We call these conversations the Great Humbling because we start from a sense that this is a time of being humbled, brought down to earth, and we want to ask what happens if we approach the moment we’re in on those terms?
In this second season each week we’ll be taking a state of mind that seems to be part of the mix of being alive just now.
So this is the Great Humbling: Season Two – Altered States - States of being, states of consciousness and of course the literal alteration of our nation states.
And this is episode 1 - 'State of Alert'
Dougald introduces some of his summer reading: a critique of Jem Bendell’s Deep Adaptation paper and a piece from the Gesturing Towards Decolonial Futures collective that was published under the title ‘Preparing for the end of the world as we know it’
Ed reflects on a 'Guide to Eco Anxiety' that he wrote the foreword for, Nick Hayes 'Book of Tresspass' and Martin Shaw's 'Wolferland'
We explore the meaning of a 'state of alert', quoting Susie Orbach on these times: “How the outside impacts on the inside is something that people like me think about all the time. But now we are seeing it on a grand scale. The pandemic has been a prolonged assault from outside on our community. The state of uncertainty and unsafety it has created is new and utterly unfamiliar. Unless you are a refugee who has risked their life to get here, or a survivor of childhood abuse that could not be escaped, there is simply nothing to compare it to.”
We compare the Anglo and Swedish experiences on the pandemic and the big impacts e.g. ‘NYC Is Dead Forever. Here’s Why’

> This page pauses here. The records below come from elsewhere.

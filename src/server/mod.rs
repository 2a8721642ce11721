//! Server builder and accept loop.
//!
//! The [`ServerBuilder`] provides a fluent API for configuring the server; the
//! [`Server`] manages the lifecycle:
//! 1. Bind the TCP listener
//! 2. Wait for a free connection slot (bounded mode only)
//! 3. Accept a connection and hand it to its own task
//! 4. Repeat until the shutdown signal fires
//!
//! Bounded and unbounded operation share this loop; the only difference is
//! whether a semaphore permit is taken before each accept. Tokio's semaphore
//! is fair, so waiting connections are admitted in FIFO order.
//!
//! # Example
//!
//! ```ignore
//! use calcwire::Server;
//!
//! #[tokio::main]
//! async fn main() -> calcwire::error::Result<()> {
//!     let server = Server::builder()
//!         .host("127.0.0.1")
//!         .port(8080)
//!         .max_connections(10)
//!         .bind()
//!         .await?;
//!
//!     server.run_until(async { tokio::signal::ctrl_c().await.ok(); }).await
//! }
//! ```

mod connection;
mod stats;

pub use connection::{serve_connection, ConnectionSettings};
pub use stats::{report_periodically, ConnectionGuard, ServerStats, StatsSnapshot};

use std::future::Future;
use std::net::SocketAddr;
use std::sync::Arc;
use std::time::{Duration, Instant};

use serde::{Deserialize, Serialize};
use tokio::net::TcpStream;
use tokio::sync::Semaphore;
use tracing::{error, info, warn};

use crate::codec::DEFAULT_MAX_LINE_LENGTH;
use crate::error::{CalcError, Result};
use crate::ops::OperationRegistry;
use crate::transport::Listener;

/// Default listen host.
pub const DEFAULT_HOST: &str = "localhost";

/// Default listen port.
pub const DEFAULT_PORT: u16 = 8080;

/// Default number of connections served at once in bounded mode.
pub const DEFAULT_MAX_CONNECTIONS: usize = 10;

/// Default idle timeout in milliseconds.
pub const DEFAULT_IDLE_TIMEOUT_MS: u64 = 300_000;

/// Default number of requests one connection may make.
pub const DEFAULT_MAX_REQUESTS_PER_CONNECTION: u64 = 1000;

/// Default seconds between statistics reports.
pub const DEFAULT_STATS_INTERVAL_SECS: u64 = 60;

/// Pause after a failed accept so persistent errors (e.g. EMFILE) do not spin.
const ACCEPT_ERROR_DELAY: Duration = Duration::from_millis(100);

/// Server configuration.
///
/// Loadable from JSON; missing fields take their defaults.
#[derive(Debug, Clone, PartialEq, Eq, Serialize, Deserialize)]
#[serde(default)]
pub struct ServerConfig {
    /// Host or IP to listen on.
    pub host: String,
    /// Port to listen on; 0 picks a free port.
    pub port: u16,
    /// `Some(n)` serves at most n connections at once, queueing the rest.
    /// `None` serves every connection immediately.
    pub max_connections: Option<usize>,
    /// Milliseconds a connection may stay idle; 0 disables the timeout.
    pub idle_timeout_ms: u64,
    /// Longest accepted request line in bytes.
    pub max_line_length: usize,
    /// Requests answered per connection before it is refused and closed.
    /// `None` removes the cap.
    pub max_requests_per_connection: Option<u64>,
    /// Seconds between statistics log reports; 0 disables them.
    pub stats_interval_secs: u64,
}

impl Default for ServerConfig {
    fn default() -> Self {
        Self {
            host: DEFAULT_HOST.to_string(),
            port: DEFAULT_PORT,
            max_connections: Some(DEFAULT_MAX_CONNECTIONS),
            idle_timeout_ms: DEFAULT_IDLE_TIMEOUT_MS,
            max_line_length: DEFAULT_MAX_LINE_LENGTH,
            max_requests_per_connection: Some(DEFAULT_MAX_REQUESTS_PER_CONNECTION),
            stats_interval_secs: DEFAULT_STATS_INTERVAL_SECS,
        }
    }
}

impl ServerConfig {
    /// Parse a JSON configuration document.
    pub fn from_json_str(json: &str) -> Result<Self> {
        Ok(serde_json::from_str(json)?)
    }

    /// Read and parse a JSON configuration file.
    pub fn from_json_file(path: impl AsRef<std::path::Path>) -> Result<Self> {
        let json = std::fs::read_to_string(path)?;
        Self::from_json_str(&json)
    }

    /// `host:port` listen address.
    pub fn addr(&self) -> String {
        format!("{}:{}", self.host, self.port)
    }

    /// Idle timeout, if enabled.
    pub fn idle_timeout(&self) -> Option<Duration> {
        (self.idle_timeout_ms > 0).then(|| Duration::from_millis(self.idle_timeout_ms))
    }

    /// Statistics report period, if enabled.
    pub fn stats_interval(&self) -> Option<Duration> {
        (self.stats_interval_secs > 0).then(|| Duration::from_secs(self.stats_interval_secs))
    }

    fn connection_settings(&self) -> ConnectionSettings {
        ConnectionSettings {
            idle_timeout: self.idle_timeout(),
            max_line_length: self.max_line_length,
            max_requests: self.max_requests_per_connection,
        }
    }
}

/// Builder for configuring and creating a [`Server`].
pub struct ServerBuilder {
    config: ServerConfig,
    registry: OperationRegistry,
}

impl ServerBuilder {
    /// Create a builder with default configuration and the standard operations.
    pub fn new() -> Self {
        Self {
            config: ServerConfig::default(),
            registry: OperationRegistry::standard(),
        }
    }

    /// Replace the whole configuration.
    pub fn config(mut self, config: ServerConfig) -> Self {
        self.config = config;
        self
    }

    /// Set the listen host.
    pub fn host(mut self, host: &str) -> Self {
        self.config.host = host.to_string();
        self
    }

    /// Set the listen port.
    pub fn port(mut self, port: u16) -> Self {
        self.config.port = port;
        self
    }

    /// Serve at most `limit` connections at once; later ones wait.
    ///
    /// Default: 10
    pub fn max_connections(mut self, limit: usize) -> Self {
        self.config.max_connections = Some(limit);
        self
    }

    /// Serve every connection immediately, one task each.
    pub fn unbounded(mut self) -> Self {
        self.config.max_connections = None;
        self
    }

    /// Set the idle timeout. `Duration::ZERO` disables it.
    ///
    /// Default: 300 seconds
    pub fn idle_timeout(mut self, timeout: Duration) -> Self {
        // Round up so a sub-millisecond timeout is not read as "disabled".
        let millis = timeout.as_millis() + u128::from(timeout.subsec_nanos() % 1_000_000 != 0);
        self.config.idle_timeout_ms = u64::try_from(millis).unwrap_or(u64::MAX);
        self
    }

    /// Cap the requests one connection may make. `None` removes the cap.
    ///
    /// Default: 1000
    pub fn max_requests_per_connection(mut self, limit: Option<u64>) -> Self {
        self.config.max_requests_per_connection = limit;
        self
    }

    /// Set the statistics report period. `Duration::ZERO` disables reports.
    ///
    /// Default: 60 seconds
    pub fn stats_interval(mut self, interval: Duration) -> Self {
        self.config.stats_interval_secs = interval.as_secs().max(u64::from(!interval.is_zero()));
        self
    }

    /// Set the maximum request line length.
    pub fn max_line_length(mut self, limit: usize) -> Self {
        self.config.max_line_length = limit;
        self
    }

    /// Use a custom operation registry.
    pub fn registry(mut self, registry: OperationRegistry) -> Self {
        self.registry = registry;
        self
    }

    /// Bind the listener.
    pub async fn bind(self) -> Result<Server> {
        Server::bind(self.config, self.registry).await
    }
}

impl Default for ServerBuilder {
    fn default() -> Self {
        Self::new()
    }
}

/// A bound CalcProtocol server.
pub struct Server {
    listener: Listener,
    registry: Arc<OperationRegistry>,
    config: ServerConfig,
    stats: Arc<ServerStats>,
}

impl Server {
    /// Create a new server builder.
    pub fn builder() -> ServerBuilder {
        ServerBuilder::new()
    }

    async fn bind(config: ServerConfig, registry: OperationRegistry) -> Result<Self> {
        let listener = Listener::bind(config.addr()).await?;
        info!(
            addr = %listener.local_addr()?,
            max_connections = ?config.max_connections,
            idle_timeout_ms = config.idle_timeout_ms,
            max_requests_per_connection = ?config.max_requests_per_connection,
            operations = ?registry.names(),
            "Calculator server listening"
        );

        Ok(Self {
            listener,
            registry: Arc::new(registry),
            config,
            stats: Arc::new(ServerStats::new()),
        })
    }

    /// Bound local address.
    pub fn local_addr(&self) -> Result<SocketAddr> {
        self.listener.local_addr()
    }

    /// Shared statistics counters.
    pub fn stats(&self) -> Arc<ServerStats> {
        self.stats.clone()
    }

    /// Active configuration.
    pub fn config(&self) -> &ServerConfig {
        &self.config
    }

    /// Serve forever.
    pub async fn run(self) -> Result<()> {
        self.run_until(std::future::pending()).await
    }

    /// Serve until `shutdown` resolves.
    ///
    /// Stops accepting new connections on shutdown. Connections already being
    /// served keep running until their clients disconnect or go idle.
    pub async fn run_until<F>(self, shutdown: F) -> Result<()>
    where
        F: Future<Output = ()>,
    {
        let semaphore = self
            .config
            .max_connections
            .map(|limit| Arc::new(Semaphore::new(limit.max(1))));
        let settings = self.config.connection_settings();
        let reporter = self.config.stats_interval().map(|period| {
            tokio::spawn(report_periodically(self.stats.clone(), period, |snapshot| {
                info!(
                    active = snapshot.active_connections,
                    total_connections = snapshot.total_connections,
                    total_requests = snapshot.total_requests,
                    "Server statistics"
                );
            }))
        });
        tokio::pin!(shutdown);

        loop {
            let permit = match &semaphore {
                Some(semaphore) => tokio::select! {
                    _ = &mut shutdown => break,
                    permit = semaphore.clone().acquire_owned() => match permit {
                        Ok(permit) => Some(permit),
                        Err(_) => break,
                    },
                },
                None => None,
            };

            let (stream, peer) = tokio::select! {
                _ = &mut shutdown => break,
                accepted = self.listener.accept() => match accepted {
                    Ok(accepted) => accepted,
                    Err(e) => {
                        // Most accept errors are transient (e.g. peer reset before accept).
                        error!("Failed to accept connection: {}", e);
                        tokio::time::sleep(ACCEPT_ERROR_DELAY).await;
                        continue;
                    }
                },
            };

            let registry = self.registry.clone();
            let stats = self.stats.clone();
            tokio::spawn(async move {
                // Permit is held until this task completes
                let _permit = permit;
                handle_client(stream, peer, &registry, &settings, &stats).await;
            });
        }

        if let Some(reporter) = reporter {
            reporter.abort();
        }
        info!(stats = ?self.stats.snapshot(), "Calculator server stopped accepting connections");
        Ok(())
    }
}

/// Serve one accepted connection and log how it ended.
async fn handle_client(
    stream: TcpStream,
    peer: SocketAddr,
    registry: &OperationRegistry,
    settings: &ConnectionSettings,
    stats: &Arc<ServerStats>,
) {
    let _guard = stats.open_connection();
    let started = Instant::now();
    info!(%peer, active = stats.active_connections(), "Client connected");

    let (reader, writer) = stream.into_split();
    let outcome = serve_connection(reader, writer, registry, settings, stats).await;
    let duration = started.elapsed();

    match outcome {
        Ok(requests) => {
            info!(%peer, requests, ?duration, "Client disconnected");
        }
        Err(CalcError::Timeout(idle)) => {
            warn!(%peer, ?idle, ?duration, "Closing idle connection");
        }
        Err(CalcError::ConnectionClosed) => {
            info!(%peer, ?duration, "Client disconnected mid-request");
        }
        Err(CalcError::RequestLimit(limit)) => {
            warn!(%peer, limit, ?duration, "Client exceeded request limit");
        }
        Err(e) => {
            error!(%peer, ?duration, "Connection error: {}", e);
        }
    }
}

We relate a constant state of alert to a form of Post-Traumatic Stress Disorder, and hypervigilance and all the negative behavioural aspects that entails, referencing David Morris's book 'The Evil Hours'
We make the PTSD connection with climate change via Kari Norgaard's, Living in Denial – ‘In some sense, not wanting to know was connected to not knowing how to know' and a piece Dougald wrote about that last winter in one of the Notes from Underground
We hope you enjoy our conversation and thanks for listening.